The latest talks in Cairo brought together Egypt’s communications and information technology minister, Raafat Hendy, and Paschal Donohoe, the World Bank Group’s managing director and chief knowledge officer. The discussions focused on digital transformation, AI adoption, innovation, broadband expansion and the country’s wider effort to build a more competitive digital economy.
For Egypt, the partnership matters because digital infrastructure is now economic infrastructure. Broadband, data centres, public digital services, cloud capacity, AI skills and data governance all shape whether a country can attract investment, improve public services and create technology jobs.
Egypt has been expanding digital public infrastructure and broadband access, including fibre-optic infrastructure in more than 1,250 rural villages through the Decent Life initiative. The government also wants to strengthen data governance, increase data-centre investment, support digital skills and improve online safety for children.
Those priorities show how broad digital policy has become. A few years ago, digital transformation was often discussed as moving government forms online. Today it includes AI strategy, cloud infrastructure, skills pipelines, cyber resilience, data rules and private-sector investment.

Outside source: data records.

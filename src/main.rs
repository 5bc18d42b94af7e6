//! Candlescope - Candlestick chart analysis desktop client
//!
//! Main entry point for the GUI application.
//!
//! # Overview
//!
//! The binary builds one application context and tears it down once:
//! - Settings ([`ConfigManager`]) and logging (file rotation + console output)
//! - Tokio runtime for the analysis request, preview reads and backend output readers
//! - [`AnalysisSession`] over the HTTP analysis client
//! - [`Supervisor`] owning the Python backend process and the Slint window
//!
//! # Execution Flow
//!
//! 1. Load `Candlescope Data/candlescope.yaml` (written with defaults on first run)
//! 2. Initialize logging → `logs/candlescope.<date>`
//! 3. Launch the backend and wait for its health check (bounded)
//! 4. Create the window and run the Slint event loop on the main thread
//! 5. On window close, terminate the backend and shut the runtime down

use anyhow::{Context, Result};
use candlescope::metrics::Metrics;
use candlescope::services::{BackendLauncher, HttpAnalysisClient, platform_terminator};
use candlescope::ui::SlintWindowHost;
use candlescope::{
    APP_NAME, AnalysisSession, CONFIG_DIR, ClosePolicy, ConfigManager, SessionManager, Supervisor,
    VERSION,
};
use std::sync::Arc;
use std::time::Duration;

fn main() -> Result<()> {
    let config_manager = ConfigManager::new(CONFIG_DIR)?;
    let created_settings = config_manager.ensure_settings_file()?;
    let settings = config_manager.load_settings()?;

    let _log_guard = candlescope::logging::setup_logging(&settings)?;

    tracing::info!("Starting {} v{}", APP_NAME, VERSION);
    if created_settings {
        tracing::info!("Wrote default settings to {}", config_manager.settings_path());
    }
    tracing::info!("Analysis service: {}", settings.api_url);

    let runtime = tokio::runtime::Builder::new_multi_thread()
        .enable_all()
        .thread_name("candlescope-worker")
        .build()
        .context("Failed to build tokio runtime")?;
    let runtime_guard = runtime.enter();

    let metrics = Arc::new(Metrics::new());
    let client = HttpAnalysisClient::new(&settings).context("Failed to build analysis client")?;
    let session = AnalysisSession::new(SessionManager::new(), Arc::new(client), Arc::clone(&metrics));

    let launcher =
        BackendLauncher::from_settings(&settings).context("Failed to prepare backend launcher")?;
    let host = SlintWindowHost::new(session, &settings, runtime.handle().clone());
    let mut supervisor = Supervisor::new(
        launcher,
        platform_terminator(),
        host,
        ClosePolicy::for_platform(),
    );

    supervisor.launch_backend();
    runtime.block_on(supervisor.await_backend_ready());

    let result = supervisor.create_window().and_then(|()| supervisor.run());
    if let Err(ref e) = result {
        tracing::error!("GUI error: {:#}", e);
    }

    // Terminates the backend if the window never ran
    drop(supervisor);

    tracing::info!("GUI closed, shutting down");
    metrics.log_summary();

    drop(runtime_guard);
    runtime.shutdown_timeout(Duration::from_secs(5));

    tracing::info!("Application shutdown complete");
    result
}
use crate::models::{AnalysisResult, SelectedFile, Settings};
use reqwest::multipart::{Form, Part};
use reqwest::{Client, StatusCode};
use serde::Deserialize;
use std::future::Future;
use std::time::{Duration, Instant};
use thiserror::Error;

/// Message shown for every failure that carries no server-provided detail
pub const GENERIC_FAILURE_MESSAGE: &str = "Failed to analyze chart. Please try again.";

/// Message shown when analysis is requested with no image selected
pub const NO_FILE_MESSAGE: &str = "Please select an image first";

/// Name of the multipart part carrying the image bytes
pub const FILE_PART_NAME: &str = "file";

/// One chart upload: image bytes plus declared type. Lives only for one request.
#[derive(Debug, Clone)]
pub struct AnalysisRequest {
    pub file_name: String,
    pub mime_type: String,
    pub bytes: Vec<u8>,
}

impl AnalysisRequest {
    /// Read `file` fully into memory.
    pub async fn from_file(file: &SelectedFile) -> Result<Self, AnalysisError> {
        let bytes = tokio::fs::read(&file.path)
            .await
            .map_err(|e| AnalysisError::Read(format!("{}: {}", file.path, e)))?;

        Ok(Self {
            file_name: file.name.clone(),
            mime_type: file.mime_type().to_string(),
            bytes,
        })
    }
}

/// Errors from the analysis pipeline.
///
/// The window only ever shows [`AnalysisError::user_message`]; the variants exist
/// for logging and tests.
#[derive(Error, Debug, Clone, PartialEq)]
pub enum AnalysisError {
    #[error("No image selected")]
    Validation,

    #[error("Failed to read image {0}")]
    Read(String),

    #[error("Analysis service unavailable: {0}")]
    BackendUnavailable(String),

    #[error("Request timed out after {0:?}")]
    Timeout(Duration),

    #[error("Network error: {0}")]
    Network(String),

    #[error("Server returned {status}")]
    Server { status: u16, detail: Option<String> },

    #[error("Malformed analysis response: {0}")]
    InvalidResponse(String),
}

impl AnalysisError {
    /// The single message the session stores in its `Error` phase.
    pub fn user_message(&self) -> String {
        match self {
            AnalysisError::Validation => NO_FILE_MESSAGE.to_string(),
            AnalysisError::Server {
                detail: Some(detail),
                ..
            } => detail.clone(),
            AnalysisError::Timeout(duration) => format!(
                "Analysis timed out after {}. Please try again.",
                format_seconds(*duration)
            ),
            _ => GENERIC_FAILURE_MESSAGE.to_string(),
        }
    }

    pub fn is_timeout(&self) -> bool {
        matches!(self, AnalysisError::Timeout(_))
    }
}

/// Whole seconds print bare, sub-second remainders keep up to millisecond precision.
fn format_seconds(duration: Duration) -> String {
    let millis = duration.as_millis();
    let amount = if millis % 1000 == 0 {
        (millis / 1000).to_string()
    } else {
        format!("{:.3}", duration.as_secs_f64())
            .trim_end_matches('0')
            .to_string()
    };

    if amount == "1" {
        "1 second".to_string()
    } else {
        format!("{} seconds", amount)
    }
}

/// Error body of a failed request (`{"detail": "..."}`)
#[derive(Debug, Deserialize)]
struct ErrorBody {
    detail: Option<String>,
}

/// Extract the `detail` string from an error body, if the body is JSON and has one.
pub fn parse_error_detail(body: &str) -> Option<String> {
    serde_json::from_str::<ErrorBody>(body)
        .ok()
        .and_then(|b| b.detail)
}

/// Transport seam for the remote analysis service.
///
/// Implementations perform exactly one attempt per call: no queuing, retry or backoff.
pub trait AnalysisService: Send + Sync {
    fn submit(
        &self,
        request: AnalysisRequest,
    ) -> impl Future<Output = Result<AnalysisResult, AnalysisError>> + Send;
}

/// Turn a selected file into one analysis request and submit it.
///
/// Fails with [`AnalysisError::Validation`] without touching the network when no
/// file is selected.
pub async fn analyze<S: AnalysisService>(
    service: &S,
    file: Option<&SelectedFile>,
) -> Result<AnalysisResult, AnalysisError> {
    let file = file.ok_or(AnalysisError::Validation)?;
    let request = AnalysisRequest::from_file(file).await?;
    service.submit(request).await
}

/// HTTP client for `POST {baseURL}/analyze`
#[derive(Debug, Clone)]
pub struct HttpAnalysisClient {
    http: Client,
    endpoint: String,
    timeout: Duration,
}

impl HttpAnalysisClient {
    pub fn new(settings: &Settings) -> Result<Self, AnalysisError> {
        Self::with_endpoint(settings.analyze_url(), settings.request_timeout())
    }

    pub fn with_endpoint(
        endpoint: impl Into<String>,
        timeout: Duration,
    ) -> Result<Self, AnalysisError> {
        let http = Client::builder()
            .timeout(timeout)
            .build()
            .map_err(|e| AnalysisError::Network(e.to_string()))?;

        Ok(Self {
            http,
            endpoint: endpoint.into(),
            timeout,
        })
    }

    fn classify(&self, error: reqwest::Error) -> AnalysisError {
        if error.is_timeout() {
            AnalysisError::Timeout(self.timeout)
        } else if error.is_connect() {
            AnalysisError::BackendUnavailable(error.to_string())
        } else {
            AnalysisError::Network(error.to_string())
        }
    }
}

impl AnalysisService for HttpAnalysisClient {
    async fn submit(&self, request: AnalysisRequest) -> Result<AnalysisResult, AnalysisError> {
        let size = request.bytes.len();
        let part = Part::bytes(request.bytes)
            .file_name(request.file_name.clone())
            .mime_str(&request.mime_type)
            .map_err(|e| AnalysisError::Network(e.to_string()))?;
        let form = Form::new().part(FILE_PART_NAME, part);

        tracing::info!(
            "Submitting {} ({} bytes) to {}",
            request.file_name,
            size,
            self.endpoint
        );
        let start = Instant::now();

        let response = self
            .http
            .post(&self.endpoint)
            .multipart(form)
            .send()
            .await
            .map_err(|e| self.classify(e))?;

        let status = response.status();
        let body = response.text().await.map_err(|e| self.classify(e))?;

        tracing::debug!(
            "Analysis response {} after {:.2}s ({} bytes)",
            status,
            start.elapsed().as_secs_f32(),
            body.len()
        );

        if !status.is_success() {
            return Err(server_error(status, &body));
        }

        serde_json::from_str::<AnalysisResult>(&body).map_err(|e| {
            tracing::warn!("Analysis response did not match the result contract: {}", e);
            AnalysisError::InvalidResponse(e.to_string())
        })
    }
}

fn server_error(status: StatusCode, body: &str) -> AnalysisError {
    let detail = parse_error_detail(body);
    tracing::warn!("Analysis failed with {}: {:?}", status, detail);

    AnalysisError::Server {
        status: status.as_u16(),
        detail,
    }
}
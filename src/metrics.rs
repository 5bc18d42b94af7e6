// Session metrics module
//
// Lightweight counters for analysis activity, logged on shutdown

use std::sync::atomic::{AtomicU64, AtomicUsize, Ordering};
use std::time::{Duration, Instant};

/// Process-wide analysis metrics
///
/// Uses atomic operations for thread-safe tracking without locks.
#[derive(Debug)]
pub struct Metrics {
    /// Analysis requests sent to the service
    pub analyses_started: AtomicUsize,

    pub analyses_succeeded: AtomicUsize,

    pub analyses_failed: AtomicUsize,

    /// Analyze commands refused before any request was sent
    pub analyses_rejected: AtomicUsize,

    /// Outcomes dropped because the session was reset meanwhile
    pub outcomes_discarded: AtomicUsize,

    pub previews_generated: AtomicUsize,

    /// Previews dropped because a newer selection replaced them
    pub previews_superseded: AtomicUsize,

    /// Total request time in milliseconds
    pub total_analysis_time_ms: AtomicU64,

    /// Number of window renders
    pub ui_updates: AtomicU64,

    start_time: Instant,
}

impl Metrics {
    pub fn new() -> Self {
        Self {
            analyses_started: AtomicUsize::new(0),
            analyses_succeeded: AtomicUsize::new(0),
            analyses_failed: AtomicUsize::new(0),
            analyses_rejected: AtomicUsize::new(0),
            outcomes_discarded: AtomicUsize::new(0),
            previews_generated: AtomicUsize::new(0),
            previews_superseded: AtomicUsize::new(0),
            total_analysis_time_ms: AtomicU64::new(0),
            ui_updates: AtomicU64::new(0),
            start_time: Instant::now(),
        }
    }

    pub fn record_analysis_started(&self) {
        self.analyses_started.fetch_add(1, Ordering::Relaxed);
    }

    /// Record a finished request and how long it took
    pub fn record_analysis_finished(&self, succeeded: bool, duration: Duration) {
        if succeeded {
            self.analyses_succeeded.fetch_add(1, Ordering::Relaxed);
        } else {
            self.analyses_failed.fetch_add(1, Ordering::Relaxed);
        }
        self.total_analysis_time_ms
            .fetch_add(duration.as_millis() as u64, Ordering::Relaxed);
    }

    pub fn record_analysis_rejected(&self) {
        self.analyses_rejected.fetch_add(1, Ordering::Relaxed);
    }

    pub fn record_outcome_discarded(&self) {
        self.outcomes_discarded.fetch_add(1, Ordering::Relaxed);
    }

    pub fn record_preview(&self, applied: bool) {
        if applied {
            self.previews_generated.fetch_add(1, Ordering::Relaxed);
        } else {
            self.previews_superseded.fetch_add(1, Ordering::Relaxed);
        }
    }

    pub fn record_ui_update(&self) {
        self.ui_updates.fetch_add(1, Ordering::Relaxed);
    }

    pub fn uptime(&self) -> Duration {
        self.start_time.elapsed()
    }

    /// Average request time in milliseconds over all finished requests
    pub fn avg_analysis_time_ms(&self) -> f64 {
        let total = self.total_analysis_time_ms.load(Ordering::Relaxed);
        let count = self.analyses_succeeded.load(Ordering::Relaxed)
            + self.analyses_failed.load(Ordering::Relaxed);
        if count > 0 {
            total as f64 / count as f64
        } else {
            0.0
        }
    }

    /// One-line summary, also shown in the diagnostics panel
    pub fn summary(&self) -> String {
        format!(
            "analyses: {} started, {} succeeded, {} failed, {} rejected, {} discarded | previews: {} shown, {} superseded | avg {:.0}ms | uptime {:.0}s",
            self.analyses_started.load(Ordering::Relaxed),
            self.analyses_succeeded.load(Ordering::Relaxed),
            self.analyses_failed.load(Ordering::Relaxed),
            self.analyses_rejected.load(Ordering::Relaxed),
            self.outcomes_discarded.load(Ordering::Relaxed),
            self.previews_generated.load(Ordering::Relaxed),
            self.previews_superseded.load(Ordering::Relaxed),
            self.avg_analysis_time_ms(),
            self.uptime().as_secs_f64()
        )
    }

    pub fn log_summary(&self) {
        tracing::info!("=== Session Metrics Summary ===");
        tracing::info!("Uptime: {:.2}s", self.uptime().as_secs_f64());
        tracing::info!(
            "Analyses: {} started, {} succeeded, {} failed, {} rejected, {} discarded",
            self.analyses_started.load(Ordering::Relaxed),
            self.analyses_succeeded.load(Ordering::Relaxed),
            self.analyses_failed.load(Ordering::Relaxed),
            self.analyses_rejected.load(Ordering::Relaxed),
            self.outcomes_discarded.load(Ordering::Relaxed)
        );
        tracing::info!(
            "Total analysis time: {:.2}s (avg: {:.2}ms per request)",
            self.total_analysis_time_ms.load(Ordering::Relaxed) as f64 / 1000.0,
            self.avg_analysis_time_ms()
        );
        tracing::info!(
            "Previews: {} shown, {} superseded; UI updates: {}",
            self.previews_generated.load(Ordering::Relaxed),
            self.previews_superseded.load(Ordering::Relaxed),
            self.ui_updates.load(Ordering::Relaxed)
        );
    }
}

impl Default for Metrics {
    fn default() -> Self {
        Self::new()
    }
}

That shift is visible across Africa. Uganda’s recent 2026 cybersecurity framework and Rwanda’s eKash instant payments system both point to the same trend: governments are treating digital foundations as national infrastructure.
The World Bank’s role is not only financing. Knowledge, policy support and implementation experience now matter as much as capital. Countries trying to scale digital public services need help with regulation, procurement, data governance, institutional capacity and skills development.
Egypt already has a large population, a strong technology-services base and a growing outsourcing sector. Better digital infrastructure could help it compete for more regional and global technology work, especially as companies look for skilled talent and cost-effective delivery hubs.
AI adds another layer. If Egypt wants AI to support public services, education, healthcare, agriculture and business productivity, it needs data quality, compute access, trained workers and clear governance. Those pieces are easier to name than to implement.
Egypt’s digital economy push also matters for North Africa and the wider continent. Countries that build reliable broadband, data centres, cloud ecosystems and digital skills can attract startups, enterprise technology companies and global service contracts.
But the challenge is execution. Digital strategies can sound impressive on paper. The real test is whether rural connectivity improves, public services become easier to use, data rules are trusted, children are protected online and technology investments create jobs beyond a narrow urban elite.
Egypt’s deeper World Bank partnership is therefore a practical story, not just a diplomatic one. It shows how African governments are trying to build the foundations for AI and digital growth before the next wave of competition leaves them behind.